Cette version est éditée par une maison d’édition égyptienne. La traduction est le fait de Farid Al Fallouji. L’ouvrage circule depuis longtemps dans les pays arabes, et a été traduit dès les années 1930 et à plusieurs reprises. Il figurait même l’année dernière parmi les livres « recommandés » par Virgin au Qatar et au Bahreïn. La présence de « Mein Kampf» en arabe, parmi les autres livres, paraît complètement anodine à Alger. Nul ne s’arrête, offusqué, devant la vitrine du libraire. Nul n’émet la moindre réserve sur sa vente libre. Il y jouit même d’une très bonne diffusion. Le libraire nous a confié que c’est l’un des livres qui se vend le mieux dans sa librairie algéroise. Symbole contre le peuple juif, deux arguments pour sa lecture, surtout dans certains pays comme l’Egypte et la Palestine. Mais on oublie bien souvent que l’antisémitisme n’est pas seulement la haine du judaïsme. Arabes et juifs ensemble sont le peuple sémite, descendants de Sem (سامي).
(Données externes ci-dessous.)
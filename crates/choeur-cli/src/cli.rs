//! Command-line argument wrappers and command handlers
//!
//! Each command has a clap argument struct converted into its core
//! parameter type with `From`:
//!
//! ```text
//! User Input → CLI Args (clap) → Core Params → Core Operation
//! ```
//!
//! The core parameter types stay free of clap derives; help text, flags and
//! aliases live here.

use std::path::PathBuf;

use anyhow::{bail, Context, Result};
use choeur_core::{
    carousel::{run_carousel, Carousel, SlideList, TokioHost},
    datetime::format_french_date_list,
    display::{CarouselView, ContactOutcome, FrenchDateTime, OperationStatus, ValidationReport},
    params::{FormatDates, PlayCarousel, TruncateText, ValidateConcerts},
    validate_concert_file, ContactForm, SiteConfig,
};
use clap::Args;
use log::{info, warn};
use tokio::sync::mpsc;

use crate::{input::spawn_stdin_reader, renderer::TerminalRenderer};

/// Format ISO dates in French
///
/// Timestamps with an offset are shown in the configured time zone with
/// their time of day; bare dates are shown without one.
#[derive(Args)]
pub struct DateArgs {
    /// ISO-8601 dates such as 2024-12-13 or 2024-12-13T20:00:00+01:00
    #[arg(required = true)]
    pub dates: Vec<String>,
    /// IANA time zone to display the dates in
    #[arg(long, help = "IANA time zone overriding the configured one")]
    pub time_zone: Option<String>,
    /// Print every date on one line, separated by commas
    #[arg(short, long)]
    pub join: bool,
}

impl From<DateArgs> for FormatDates {
    fn from(val: DateArgs) -> Self {
        FormatDates {
            dates: val.dates,
            time_zone: val.time_zone,
            join: val.join,
        }
    }
}

/// Shorten a text at a word boundary
#[derive(Args)]
pub struct TruncateArgs {
    /// Text to shorten; whitespace runs are collapsed first
    pub text: String,
    /// Maximum length in characters
    #[arg(short, long, help = "Maximum length in characters (defaults to the configured summary length)")]
    pub max_length: Option<usize>,
    /// Marker appended when text was removed
    #[arg(short, long)]
    pub ellipsis: Option<String>,
}

impl From<TruncateArgs> for TruncateText {
    fn from(val: TruncateArgs) -> Self {
        TruncateText {
            text: val.text,
            max_length: val.max_length,
            ellipsis: val.ellipsis,
        }
    }
}

/// Run the home page carousel
///
/// Reads one command per line from stdin: `n` next, `p` previous, space or
/// `t` to toggle autoplay, a slide number to jump to it, `q` to quit.
#[derive(Args)]
pub struct CarouselArgs {
    /// Start paused
    #[arg(long)]
    pub paused: bool,
    /// Behave as if reduced motion is preferred (slides never advance on their own)
    #[arg(long)]
    pub reduced_motion: bool,
    /// Time between automatic advances, in milliseconds
    #[arg(long, value_parser = clap::value_parser!(u64).range(1..))]
    pub interval_ms: Option<u64>,
    /// Delay before autoplay starts, in milliseconds
    #[arg(long)]
    pub start_delay_ms: Option<u64>,
}

impl From<CarouselArgs> for PlayCarousel {
    fn from(val: CarouselArgs) -> Self {
        PlayCarousel {
            paused: val.paused,
            reduced_motion: val.reduced_motion,
            interval_ms: val.interval_ms,
            start_delay_ms: val.start_delay_ms,
        }
    }
}

/// Check a contact message
#[derive(Args)]
pub struct ContactArgs {
    /// Sender's name
    #[arg(long, default_value = "")]
    pub name: String,
    /// Sender's e-mail address
    #[arg(long, default_value = "")]
    pub email: String,
    #[arg(long, default_value = "")]
    pub subject: String,
    /// Message body, at least 10 characters
    #[arg(long, default_value = "")]
    pub message: String,
}

impl From<ContactArgs> for ContactForm {
    fn from(val: ContactArgs) -> Self {
        ContactForm {
            name: val.name,
            email: val.email,
            subject: val.subject,
            message: val.message,
        }
    }
}

/// Validate the concert content file
#[derive(Args)]
pub struct ValidateConcertsArgs {
    /// Path to concerts.json
    pub file: PathBuf,
    /// Directory media paths are resolved against. Defaults to the `public`
    /// directory of the site root three levels above the file
    #[arg(long)]
    pub public_dir: Option<PathBuf>,
}

impl From<ValidateConcertsArgs> for ValidateConcerts {
    fn from(val: ValidateConcertsArgs) -> Self {
        ValidateConcerts {
            file: val.file,
            public_dir: val.public_dir,
        }
    }
}

/// Runs commands against the loaded configuration and renders their output.
pub struct Cli {
    config: SiteConfig,
    renderer: TerminalRenderer,
}

impl Cli {
    pub fn new(config: SiteConfig, renderer: TerminalRenderer) -> Self {
        Self { config, renderer }
    }

    pub fn format_dates(&self, params: &FormatDates) -> Result<()> {
        let options = params.options(&self.config.date_options());
        if params.join {
            let line = format_french_date_list(&params.dates, &options);
            return self.renderer.render(&format!("{line}\n"));
        }

        let mut output = String::new();
        for date in &params.dates {
            let formatted = FrenchDateTime::new(date, &options).to_string();
            if formatted.is_empty() {
                warn!("Could not format {date:?}");
            }
            output.push_str(&formatted);
            output.push('\n');
        }
        self.renderer.render(&output)
    }

    pub fn truncate(&self, params: &TruncateText) -> Result<()> {
        let truncator = params.truncator(&self.config.summary());
        self.renderer.render(&format!("{}\n", truncator.apply(&params.text)))
    }

    pub async fn carousel(&self, params: &PlayCarousel) -> Result<()> {
        let config = params.carousel_config(&self.config.carousel);
        let (host, fired) = TokioHost::new(params.reduced_motion);
        let carousel = Carousel::new(SlideList::home_page(), config, host);

        let (commands, receiver) = mpsc::channel(16);
        let reader = spawn_stdin_reader(commands);

        let state = run_carousel(carousel, fired, receiver, |carousel| {
            if let Err(e) = self.renderer.render(&CarouselView::new(carousel).to_string()) {
                warn!("Failed to render carousel: {e}");
            }
        })
        .await;
        reader.abort();

        info!("Carousel closed on slide {}", state.current_index + 1);
        Ok(())
    }

    /// Prints the mailto link, or the field errors and fails.
    pub fn contact(&self, form: &ContactForm) -> Result<()> {
        let outcome = ContactOutcome::check(form, &self.config.contact_recipient);
        self.renderer.render(&outcome.to_string())?;
        if !outcome.is_ready() {
            bail!("Contact message is incomplete");
        }
        Ok(())
    }

    /// Prints the validation report and fails when the content has issues.
    pub fn validate_concerts(&self, params: &ValidateConcerts) -> Result<()> {
        let validation = validate_concert_file(&params.file, params.public_dir.as_deref())
            .with_context(|| format!("Failed to validate {}", params.file.display()))?;

        self.renderer
            .render(&ValidationReport::new(&validation).to_string())?;
        if validation.is_valid() {
            self.renderer
                .render(&OperationStatus::success("All concerts data is valid").to_string())
        } else {
            self.renderer
                .render(&OperationStatus::failure("Concerts data validation failed").to_string())?;
            bail!("{} problem(s) found in {}", validation.issues.len(), params.file.display());
        }
    }
}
La vente de ce livre et son succès se discutent. Sa présence en librairie, est-ce vraiment un exemple de liberté d’expression ? Ou sa lecture, de la propagande et une incitation à la haine ? Faut-il encore que les lecteurs prennent conscience de sa portée historique et idéologique, que des esprits éclairés rejettent sa philosophie antisémite : anti-juif et anti-arabe. « Mein Kampf » fait beaucoup parler de lui ces jours-ci. Il apparaissait dans la liste des livres « recommandés » par Facebook le 26 août, sur le profil d’un utilisateur belfortain. Le réseau social y a rapidement remédié et l’a retiré de la liste.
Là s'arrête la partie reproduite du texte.